• **EXERCISE REQUIREMENTS**
Once a line is found to contain "Pending", copy it out of the listing.

• **DATA PROVIDED**
§

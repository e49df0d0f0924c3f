pub mod card;
pub mod config;
pub mod decimal;
pub mod engine;
pub mod errors;
pub mod events;
pub mod notifications;
pub mod schedule;
pub mod state;
pub mod statements;
pub mod store;
pub mod types;
pub mod views;

// re-export key types
pub use card::{Card, CardBuilder};
pub use config::{BillingConfig, CardPolicy, NotificationConfig, PurchaseLimits};
pub use decimal::{Money, Percent};
pub use engine::{parse_purchase_date, BillingEngine, Collaborators, CreatedPurchase, PurchaseRequest};
pub use errors::{BillingError, NotifyError, Result, StoreError};
pub use events::{BillingEvent, EventStore};
pub use notifications::{
    LogMessenger, Messenger, Notification, NotificationOutcome, Outbox, ReminderOptions,
};
pub use schedule::{BillingCycle, InstallmentSchedule, ScheduledInstallment, StatementPeriod};
pub use state::{
    CardUsage, Installment, Member, NewInstallment, NewPurchase, NewStatement, Purchase,
    PurchaseDetails, Statement, StatementTotals,
};
pub use statements::{LifecycleManager, StatementRepository, StatusUpdateOptions, TotalsReconciler};
pub use store::{BillingStore, MemberDirectory, MemoryStore, UsageAggregator};
pub use types::{
    CardId, CategoryId, FamilyId, InstallmentId, InstallmentStatus, MemberId, MemberRole,
    PurchaseId, ReferenceMonth, StatementId, StatementStatus,
};
pub use views::{CardSummary, StatementView};

// re-export external dependencies that users will need
pub use chrono;
pub use hourglass_rs::{SafeTimeProvider, TimeSource};
pub use rust_decimal::Decimal;
pub use uuid::Uuid;
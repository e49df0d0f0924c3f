use chrono::{Datelike, NaiveDate};
use serde::{Deserialize, Serialize};
use std::fmt;
use uuid::Uuid;

/// unique identifier for a card
pub type CardId = Uuid;
/// unique identifier for a family (household)
pub type FamilyId = Uuid;
/// unique identifier for a family member profile
pub type MemberId = Uuid;
pub type CategoryId = Uuid;
pub type PurchaseId = Uuid;
pub type InstallmentId = Uuid;
pub type StatementId = Uuid;

/// statement status
#[derive(Debug, Clone, Copy, PartialEq, Eq, Hash, Serialize, Deserialize)]
#[serde(rename_all = "lowercase")]
pub enum StatementStatus {
    /// accepting installments, not yet closed
    Open,
    /// cycle closed, awaiting payment
    Closed,
    /// settled in full
    Paid,
    /// manually flagged as past due
    Overdue,
}

impl StatementStatus {
    pub fn as_str(&self) -> &'static str {
        match self {
            StatementStatus::Open => "open",
            StatementStatus::Closed => "closed",
            StatementStatus::Paid => "paid",
            StatementStatus::Overdue => "overdue",
        }
    }

    /// statement still expects a payment
    pub fn is_outstanding(&self) -> bool {
        matches!(self, StatementStatus::Open | StatementStatus::Closed)
    }
}

impl fmt::Display for StatementStatus {
    fn fmt(&self, f: &mut fmt::Formatter<'_>) -> fmt::Result {
        f.write_str(self.as_str())
    }
}

/// installment status
#[derive(Debug, Clone, Copy, PartialEq, Eq, Hash, Serialize, Deserialize)]
#[serde(rename_all = "lowercase")]
pub enum InstallmentStatus {
    /// scheduled, statement not yet closed
    Pending,
    /// statement closed, awaiting payment
    Billed,
    /// payment recorded
    Paid,
    /// permanently excluded from totals
    Cancelled,
}

impl InstallmentStatus {
    pub fn as_str(&self) -> &'static str {
        match self {
            InstallmentStatus::Pending => "pending",
            InstallmentStatus::Billed => "billed",
            InstallmentStatus::Paid => "paid",
            InstallmentStatus::Cancelled => "cancelled",
        }
    }

    /// counts toward credit-limit usage
    pub fn is_outstanding(&self) -> bool {
        matches!(self, InstallmentStatus::Pending | InstallmentStatus::Billed)
    }
}

impl fmt::Display for InstallmentStatus {
    fn fmt(&self, f: &mut fmt::Formatter<'_>) -> fmt::Result {
        f.write_str(self.as_str())
    }
}

/// role of a member inside a family
#[derive(Debug, Clone, Copy, PartialEq, Eq, Serialize, Deserialize)]
#[serde(rename_all = "lowercase")]
pub enum MemberRole {
    Owner,
    Member,
}

/// calendar month an installment is attributed to, always the first day
#[derive(Debug, Clone, Copy, PartialEq, Eq, PartialOrd, Ord, Hash, Serialize, Deserialize)]
#[serde(try_from = "NaiveDate", into = "NaiveDate")]
pub struct ReferenceMonth(NaiveDate);

impl ReferenceMonth {
    /// month containing `date`
    pub fn containing(date: NaiveDate) -> Self {
        // day 1 exists in every month
        ReferenceMonth(date.with_day(1).unwrap_or(date))
    }

    pub fn new(year: i32, month: u32) -> Option<Self> {
        NaiveDate::from_ymd_opt(year, month, 1).map(ReferenceMonth)
    }

    pub fn first_day(&self) -> NaiveDate {
        self.0
    }

    pub fn year(&self) -> i32 {
        self.0.year()
    }

    pub fn month(&self) -> u32 {
        self.0.month()
    }
}

impl TryFrom<NaiveDate> for ReferenceMonth {
    type Error = String;

    fn try_from(date: NaiveDate) -> Result<Self, Self::Error> {
        if date.day() != 1 {
            return Err(format!("reference month must be the first day of a month, got {date}"));
        }
        Ok(ReferenceMonth(date))
    }
}

impl From<ReferenceMonth> for NaiveDate {
    fn from(month: ReferenceMonth) -> Self {
        month.0
    }
}

impl fmt::Display for ReferenceMonth {
    fn fmt(&self, f: &mut fmt::Formatter<'_>) -> fmt::Result {
        write!(f, "{}", self.0.format("%Y-%m-%d"))
    }
}
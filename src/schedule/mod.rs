//! installment schedule generation.
//!
//! A purchase is split into `N` cent-exact installments, each anchored on the
//! card's due day in consecutive calendar months. The first due date is the
//! earliest one whose cycle closes strictly after the purchase date.

pub mod calendar;
pub mod period;

use chrono::NaiveDate;
use serde::{Deserialize, Serialize};

use crate::decimal::Money;
use crate::errors::{BillingError, Result};
use crate::types::ReferenceMonth;

pub use period::StatementPeriod;

/// billing parameters of a card that drive due dates and cycle windows
#[derive(Debug, Clone, Copy, PartialEq, Eq, Serialize, Deserialize)]
pub struct BillingCycle {
    /// configured due day, 1..=31, clamped per month
    pub due_day: u32,
    /// days before the due date at which the cycle closes
    pub closing_offset_days: u32,
}

impl BillingCycle {
    pub fn new(due_day: u32, closing_offset_days: u32) -> Self {
        Self {
            due_day,
            closing_offset_days,
        }
    }

    /// due date inside `month`
    pub fn due_date_in(&self, month: ReferenceMonth) -> Result<NaiveDate> {
        calendar::clamp_day(month, self.due_day).ok_or_else(|| out_of_range(month.first_day()))
    }

    /// due date `months` calendar months after (or before) `due_date`
    pub fn step_due_date(&self, due_date: NaiveDate, months: i32) -> Result<NaiveDate> {
        calendar::step_anchored(due_date, months, self.due_day).ok_or_else(|| out_of_range(due_date))
    }

    /// last day a purchase is accepted into the cycle due on `due_date`
    pub fn closing_date(&self, due_date: NaiveDate) -> Result<NaiveDate> {
        calendar::days_before(due_date, self.closing_offset_days).ok_or_else(|| out_of_range(due_date))
    }

    /// earliest due date whose cycle closes strictly after `purchase_date`
    pub fn first_due_date(&self, purchase_date: NaiveDate) -> Result<NaiveDate> {
        let mut due_date = self.due_date_in(ReferenceMonth::containing(purchase_date))?;
        if due_date <= purchase_date {
            due_date = self.step_due_date(purchase_date, 1)?;
        }

        // a purchase on the closing date itself belongs to the next cycle
        while self.closing_date(due_date)? <= purchase_date {
            due_date = self.step_due_date(due_date, 1)?;
        }

        Ok(due_date)
    }
}

fn out_of_range(date: NaiveDate) -> BillingError {
    BillingError::InvalidDate {
        message: format!("calendar arithmetic out of range near {date}"),
    }
}

/// one slice of a purchase
#[derive(Debug, Clone, PartialEq, Eq, Serialize, Deserialize)]
pub struct ScheduledInstallment {
    pub installment_number: u32,
    pub amount: Money,
    pub due_date: NaiveDate,
    pub competence_month: ReferenceMonth,
}

/// installment schedule for a single purchase
#[derive(Debug, Clone, PartialEq, Eq, Serialize, Deserialize)]
pub struct InstallmentSchedule {
    pub first_due_date: NaiveDate,
    pub first_installment_month: ReferenceMonth,
    pub installments: Vec<ScheduledInstallment>,
}

impl InstallmentSchedule {
    /// generate the schedule for a purchase
    pub fn generate(
        purchase_date: NaiveDate,
        total_amount: Money,
        installment_count: u32,
        cycle: BillingCycle,
    ) -> Result<Self> {
        if !total_amount.is_positive() {
            return Err(BillingError::InvalidPurchaseAmount {
                amount: total_amount,
            });
        }

        let amounts = split_amount(total_amount, installment_count)?;
        let first_due_date = cycle.first_due_date(purchase_date)?;

        let mut installments = Vec::with_capacity(amounts.len());
        for (index, amount) in amounts.into_iter().enumerate() {
            let due_date = cycle.step_due_date(first_due_date, index as i32)?;
            installments.push(ScheduledInstallment {
                installment_number: index as u32 + 1,
                amount,
                due_date,
                competence_month: ReferenceMonth::containing(due_date),
            });
        }

        Ok(Self {
            first_due_date,
            first_installment_month: ReferenceMonth::containing(first_due_date),
            installments,
        })
    }

    /// sum of all installment amounts
    pub fn total(&self) -> Money {
        self.installments.iter().map(|i| i.amount).sum()
    }

    /// distinct competence months in schedule order
    pub fn competence_months(&self) -> Vec<ReferenceMonth> {
        let mut months: Vec<ReferenceMonth> = Vec::new();
        for installment in &self.installments {
            if !months.contains(&installment.competence_month) {
                months.push(installment.competence_month);
            }
        }
        months
    }

    /// get installment by its 1-based number
    pub fn get(&self, installment_number: u32) -> Option<&ScheduledInstallment> {
        installment_number
            .checked_sub(1)
            .and_then(|index| self.installments.get(index as usize))
    }
}

/// split `total` into `parts` cent-exact amounts; the first
/// `total_cents % parts` slices carry the extra cent
pub fn split_amount(total: Money, parts: u32) -> Result<Vec<Money>> {
    if parts == 0 {
        return Err(BillingError::InvalidInstallmentCount {
            count: parts,
            min: 1,
            max: u32::MAX,
        });
    }

    let cents = total.to_cents();
    let divisor = parts as i128;
    let base = cents.div_euclid(divisor);
    let remainder = cents - base * divisor;

    (0..divisor)
        .map(|index| {
            let slice = base + if index < remainder { 1 } else { 0 };
            i64::try_from(slice)
                .map(Money::from_cents)
                .map_err(|_| BillingError::InvalidPurchaseAmount { amount: total })
        })
        .collect()
}
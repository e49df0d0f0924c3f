use tracing::debug;

use crate::errors::{BillingError, Result};
use crate::events::{BillingEvent, EventStore};
use crate::state::{Statement, StatementTotals};
use crate::store::BillingStore;
use crate::types::StatementId;

/// recomputes statement totals from the installment rows
pub struct TotalsReconciler<'a> {
    store: &'a dyn BillingStore,
}

impl<'a> TotalsReconciler<'a> {
    pub fn new(store: &'a dyn BillingStore) -> Self {
        Self { store }
    }

    /// total excludes cancelled installments, paid counts paid ones only.
    /// Always a full recompute, so out-of-band edits heal on the next call.
    pub fn reconcile(&self, statement_id: StatementId, events: &mut EventStore) -> Result<Statement> {
        if self.store.statement(statement_id)?.is_none() {
            return Err(BillingError::StatementNotFound { id: statement_id });
        }

        let installments = self.store.query_installments(statement_id)?;
        let totals = StatementTotals::from_installments(&installments);
        let statement = self.store.update_statement_totals(statement_id, totals)?;

        debug!(
            statement_id = %statement_id,
            installments = installments.len(),
            total = %totals.total,
            paid = %totals.paid,
            "statement totals reconciled"
        );
        events.emit(BillingEvent::TotalsReconciled {
            statement_id,
            total: totals.total,
            paid: totals.paid,
        });

        Ok(statement)
    }
}

#[cfg(test)]
mod tests {
    use super::*;
    use crate::card::Card;
    use crate::decimal::Money;
    use crate::state::{NewInstallment, NewPurchase, PurchaseDetails};
    use crate::statements::StatementRepository;
    use crate::store::MemoryStore;
    use crate::types::{InstallmentStatus, ReferenceMonth};
    use chrono::NaiveDate;
    use uuid::Uuid;

    fn seeded() -> (MemoryStore, StatementId, Vec<Uuid>) {
        let store = MemoryStore::new();
        let card = Card::builder()
            .family(Uuid::new_v4())
            .name("Itau Click")
            .due_day(10)
            .build()
            .unwrap();
        store.insert_card(card.clone()).unwrap();

        let due = NaiveDate::from_ymd_opt(2024, 2, 10).unwrap();
        let statement = StatementRepository::new(&store)
            .ensure_for_due_date(&card, due)
            .unwrap();
        let month = ReferenceMonth::containing(due);

        let mut ids = Vec::new();
        for cents in [12_000, 4_550, 999] {
            let purchase = store
                .insert_purchase(NewPurchase {
                    card_id: card.id,
                    total_amount: Money::from_cents(cents),
                    installment_count: 1,
                    purchase_date: NaiveDate::from_ymd_opt(2024, 1, 20).unwrap(),
                    first_installment_month: month,
                    statement_id: Some(statement.id),
                    details: PurchaseDetails::default(),
                })
                .unwrap();
            let rows = store
                .insert_installments(vec![NewInstallment {
                    purchase_id: purchase.id,
                    card_id: card.id,
                    statement_id: Some(statement.id),
                    installment_number: 1,
                    amount: Money::from_cents(cents),
                    competence_month: month,
                    due_date: due,
                }])
                .unwrap();
            ids.push(rows[0].id);
        }
        (store, statement.id, ids)
    }

    #[test]
    fn test_reconcile_is_idempotent() {
        let (store, statement_id, _) = seeded();
        let reconciler = TotalsReconciler::new(&store);
        let mut events = EventStore::new();

        let first = reconciler.reconcile(statement_id, &mut events).unwrap();
        let second = reconciler.reconcile(statement_id, &mut events).unwrap();

        assert_eq!(first.total_amount, Money::from_cents(17_549));
        assert_eq!(first.paid_amount, Money::ZERO);
        assert_eq!(first, second);
        assert_eq!(events.events().len(), 2);
    }

    #[test]
    fn test_out_of_band_corrections_heal() {
        let (store, statement_id, ids) = seeded();
        let reconciler = TotalsReconciler::new(&store);
        let mut events = EventStore::new();
        reconciler.reconcile(statement_id, &mut events).unwrap();

        store.correct_installment(ids[2], InstallmentStatus::Cancelled).unwrap();
        store.correct_installment(ids[1], InstallmentStatus::Paid).unwrap();

        let healed = reconciler.reconcile(statement_id, &mut events).unwrap();
        assert_eq!(healed.total_amount, Money::from_cents(16_550));
        assert_eq!(healed.paid_amount, Money::from_cents(4_550));
    }

    #[test]
    fn test_unknown_statement() {
        let store = MemoryStore::new();
        let err = TotalsReconciler::new(&store)
            .reconcile(Uuid::new_v4(), &mut EventStore::new())
            .unwrap_err();
        assert!(matches!(err, BillingError::StatementNotFound { .. }));
    }
}
#[cfg(test)]
mod tests {
    use super::*;
    use crate::card::Card;
    use crate::errors::{StoreError, StoreResult};
    use crate::state::{
        Installment, NewInstallment, NewPurchase, NewStatement, Purchase, PurchaseDetails,
        StatementTotals,
    };
    use crate::statements::StatementRepository;
    use crate::store::MemoryStore;
    use crate::types::{CardId, InstallmentId, InstallmentStatus, PurchaseId, ReferenceMonth};
    use chrono::{TimeZone, Utc};
    use hourglass_rs::TimeSource;
    use std::sync::atomic::{AtomicBool, Ordering};
    use uuid::Uuid;

    struct Fixture {
        store: MemoryStore,
        statement_id: StatementId,
        installment_ids: Vec<InstallmentId>,
    }

    fn fixture() -> Fixture {
        let store = MemoryStore::new();
        let card = Card::builder()
            .family(Uuid::new_v4())
            .name("Santander Free")
            .due_day(10)
            .build()
            .unwrap();
        store.insert_card(card.clone()).unwrap();

        let due = NaiveDate::from_ymd_opt(2024, 2, 10).unwrap();
        let statement = StatementRepository::new(&store)
            .ensure_for_due_date(&card, due)
            .unwrap();
        let month = ReferenceMonth::containing(due);

        let purchase = store
            .insert_purchase(NewPurchase {
                card_id: card.id,
                total_amount: Money::from_major(300),
                installment_count: 3,
                purchase_date: NaiveDate::from_ymd_opt(2024, 1, 15).unwrap(),
                first_installment_month: month,
                statement_id: Some(statement.id),
                details: PurchaseDetails::default(),
            })
            .unwrap();
        // three rows in the same statement to exercise the bulk cascade
        let rows = store
            .insert_installments(
                (1..=3)
                    .map(|n| NewInstallment {
                        purchase_id: purchase.id,
                        card_id: card.id,
                        statement_id: Some(statement.id),
                        installment_number: n,
                        amount: Money::from_major(100),
                        competence_month: month,
                        due_date: due,
                    })
                    .collect(),
            )
            .unwrap();

        Fixture {
            store,
            statement_id: statement.id,
            installment_ids: rows.iter().map(|r| r.id).collect(),
        }
    }

    fn time() -> SafeTimeProvider {
        SafeTimeProvider::new(TimeSource::Test(Utc.with_ymd_and_hms(2024, 2, 8, 12, 0, 0).unwrap()))
    }

    fn statuses(store: &MemoryStore, id: StatementId) -> Vec<InstallmentStatus> {
        store.query_installments(id).unwrap().iter().map(|i| i.status).collect()
    }

    #[test]
    fn test_close_pay_reopen_cascade() {
        let f = fixture();
        let manager = LifecycleManager::new(&f.store);
        let time = time();
        let mut events = EventStore::new();
        f.store
            .correct_installment(f.installment_ids[2], InstallmentStatus::Cancelled)
            .unwrap();

        let closed = manager
            .update_status(f.statement_id, StatementStatus::Closed, Default::default(), &time, &mut events)
            .unwrap();
        assert_eq!(closed.status, StatementStatus::Closed);
        assert_eq!(closed.total_amount, Money::from_major(200));
        assert_eq!(
            statuses(&f.store, f.statement_id),
            vec![InstallmentStatus::Billed, InstallmentStatus::Billed, InstallmentStatus::Cancelled]
        );

        let paid = manager
            .update_status(f.statement_id, StatementStatus::Paid, Default::default(), &time, &mut events)
            .unwrap();
        assert_eq!(paid.status, StatementStatus::Paid);
        assert_eq!(paid.paid_amount, paid.total_amount);
        let rows = f.store.query_installments(f.statement_id).unwrap();
        assert_eq!(rows[0].paid_at, NaiveDate::from_ymd_opt(2024, 2, 8));
        assert_eq!(rows[2].status, InstallmentStatus::Cancelled);
        assert_eq!(rows[2].paid_at, None);

        let reopened = manager
            .update_status(f.statement_id, StatementStatus::Open, Default::default(), &time, &mut events)
            .unwrap();
        assert_eq!(reopened.status, StatementStatus::Open);
        assert_eq!(reopened.paid_amount, Money::ZERO);
        let rows = f.store.query_installments(f.statement_id).unwrap();
        assert!(rows[..2].iter().all(|r| r.status == InstallmentStatus::Pending && r.paid_at.is_none()));

        let changes = events
            .events()
            .iter()
            .filter(|e| matches!(e, BillingEvent::StatementStatusChanged { .. }))
            .count();
        assert_eq!(changes, 3);
    }

    #[test]
    fn test_pay_uses_given_payment_date_and_declared_amount() {
        let f = fixture();
        let manager = LifecycleManager::new(&f.store);
        let time = time();
        let mut events = EventStore::new();
        manager
            .update_status(f.statement_id, StatementStatus::Closed, Default::default(), &time, &mut events)
            .unwrap();

        let options = StatusUpdateOptions {
            paid_amount: Some(Money::from_major(250)),
            payment_date: NaiveDate::from_ymd_opt(2024, 2, 9),
        };
        let paid = manager
            .update_status(f.statement_id, StatementStatus::Paid, options, &time, &mut events)
            .unwrap();

        assert_eq!(paid.paid_amount, Money::from_major(300));
        let rows = f.store.query_installments(f.statement_id).unwrap();
        assert!(rows.iter().all(|r| r.paid_at == NaiveDate::from_ymd_opt(2024, 2, 9)));
        assert!(events.events().iter().any(|e| matches!(
            e,
            BillingEvent::StatementStatusChanged { declared_payment: Some(amount), .. }
                if *amount == Money::from_major(250)
        )));
    }

    #[test]
    fn test_invalid_transitions_are_rejected() {
        let f = fixture();
        let manager = LifecycleManager::new(&f.store);
        let time = time();
        let mut events = EventStore::new();

        for target in [StatementStatus::Paid, StatementStatus::Open, StatementStatus::Overdue] {
            let err = manager
                .update_status(f.statement_id, target, Default::default(), &time, &mut events)
                .unwrap_err();
            assert!(matches!(
                err,
                BillingError::InvalidTransition { current: StatementStatus::Open, .. }
            ));
        }
        assert_eq!(statuses(&f.store, f.statement_id), vec![InstallmentStatus::Pending; 3]);
        assert!(events.events().is_empty());
    }

    #[test]
    fn test_overdue_only_from_closed_and_left_by_paying() {
        let f = fixture();
        let manager = LifecycleManager::new(&f.store);
        let time = time();
        let mut events = EventStore::new();
        manager
            .update_status(f.statement_id, StatementStatus::Closed, Default::default(), &time, &mut events)
            .unwrap();

        let overdue = manager
            .update_status(f.statement_id, StatementStatus::Overdue, Default::default(), &time, &mut events)
            .unwrap();
        assert_eq!(overdue.status, StatementStatus::Overdue);
        assert_eq!(statuses(&f.store, f.statement_id), vec![InstallmentStatus::Billed; 3]);

        for target in [StatementStatus::Open, StatementStatus::Closed, StatementStatus::Overdue] {
            assert!(manager
                .update_status(f.statement_id, target, Default::default(), &time, &mut events)
                .is_err());
        }

        let paid = manager
            .update_status(f.statement_id, StatementStatus::Paid, Default::default(), &time, &mut events)
            .unwrap();
        assert_eq!(paid.status, StatementStatus::Paid);
        assert_eq!(paid.paid_amount, Money::from_major(300));
        let rows = f.store.query_installments(f.statement_id).unwrap();
        assert!(rows
            .iter()
            .all(|r| r.status == InstallmentStatus::Paid && r.paid_at == NaiveDate::from_ymd_opt(2024, 2, 8)));
    }

    /// store whose next statement status write fails once
    struct FlakyStatusStore<'s> {
        inner: &'s MemoryStore,
        fail_next: AtomicBool,
    }

    impl BillingStore for FlakyStatusStore<'_> {
        fn card(&self, id: CardId) -> StoreResult<Option<Card>> {
            self.inner.card(id)
        }
        fn upsert_statement(&self, statement: NewStatement) -> StoreResult<Statement> {
            self.inner.upsert_statement(statement)
        }
        fn statement(&self, id: StatementId) -> StoreResult<Option<Statement>> {
            self.inner.statement(id)
        }
        fn list_statements(&self, card_id: CardId) -> StoreResult<Vec<Statement>> {
            self.inner.list_statements(card_id)
        }
        fn update_statement_totals(&self, id: StatementId, totals: StatementTotals) -> StoreResult<Statement> {
            self.inner.update_statement_totals(id, totals)
        }
        fn update_statement_status(&self, id: StatementId, status: StatementStatus) -> StoreResult<Statement> {
            if self.fail_next.swap(false, Ordering::SeqCst) {
                return Err(StoreError::Unavailable {
                    message: "deadlock detected".to_string(),
                });
            }
            self.inner.update_statement_status(id, status)
        }
        fn insert_purchase(&self, purchase: NewPurchase) -> StoreResult<Purchase> {
            self.inner.insert_purchase(purchase)
        }
        fn delete_purchase(&self, id: PurchaseId) -> StoreResult<()> {
            self.inner.delete_purchase(id)
        }
        fn insert_installments(&self, batch: Vec<NewInstallment>) -> StoreResult<Vec<Installment>> {
            self.inner.insert_installments(batch)
        }
        fn query_installments(&self, statement_id: StatementId) -> StoreResult<Vec<Installment>> {
            self.inner.query_installments(statement_id)
        }
        fn update_installments_status(
            &self,
            statement_id: StatementId,
            update: InstallmentStatusUpdate,
        ) -> StoreResult<usize> {
            self.inner.update_installments_status(statement_id, update)
        }
    }

    #[test]
    fn test_failed_status_write_converges_on_retry() {
        let f = fixture();
        let flaky = FlakyStatusStore {
            inner: &f.store,
            fail_next: AtomicBool::new(true),
        };
        let manager = LifecycleManager::new(&flaky);
        let time = time();
        let mut events = EventStore::new();

        let err = manager
            .update_status(f.statement_id, StatementStatus::Closed, Default::default(), &time, &mut events)
            .unwrap_err();
        assert!(matches!(err, BillingError::Store(StoreError::Unavailable { .. })));
        // cascade already applied, status unchanged
        assert_eq!(statuses(&f.store, f.statement_id), vec![InstallmentStatus::Billed; 3]);
        assert_eq!(f.store.statement(f.statement_id).unwrap().unwrap().status, StatementStatus::Open);
        assert!(events.events().is_empty());

        let closed = manager
            .update_status(f.statement_id, StatementStatus::Closed, Default::default(), &time, &mut events)
            .unwrap();
        assert_eq!(closed.status, StatementStatus::Closed);
        assert_eq!(closed.total_amount, Money::from_major(300));
        assert_eq!(statuses(&f.store, f.statement_id), vec![InstallmentStatus::Billed; 3]);
    }

    #[test]
    fn test_unknown_statement() {
        let store = MemoryStore::new();
        let err = LifecycleManager::new(&store)
            .update_status(
                Uuid::new_v4(),
                StatementStatus::Closed,
                Default::default(),
                &time(),
                &mut EventStore::new(),
            )
            .unwrap_err();
        assert!(matches!(err, BillingError::StatementNotFound { .. }));
    }
}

§

• **RESULT FOR THIS EXERCISE**
    Pending,
            InstallmentStatus::Pending => "pending",
        matches!(self, InstallmentStatus::Pending | InstallmentStatus::Billed)
        assert!(rows[..2].iter().all(|r| r.status == InstallmentStatus::Pending && r.paid_at.is_none()));
        assert_eq!(statuses(&f.store, f.statement_id), vec![InstallmentStatus::Pending; 3]);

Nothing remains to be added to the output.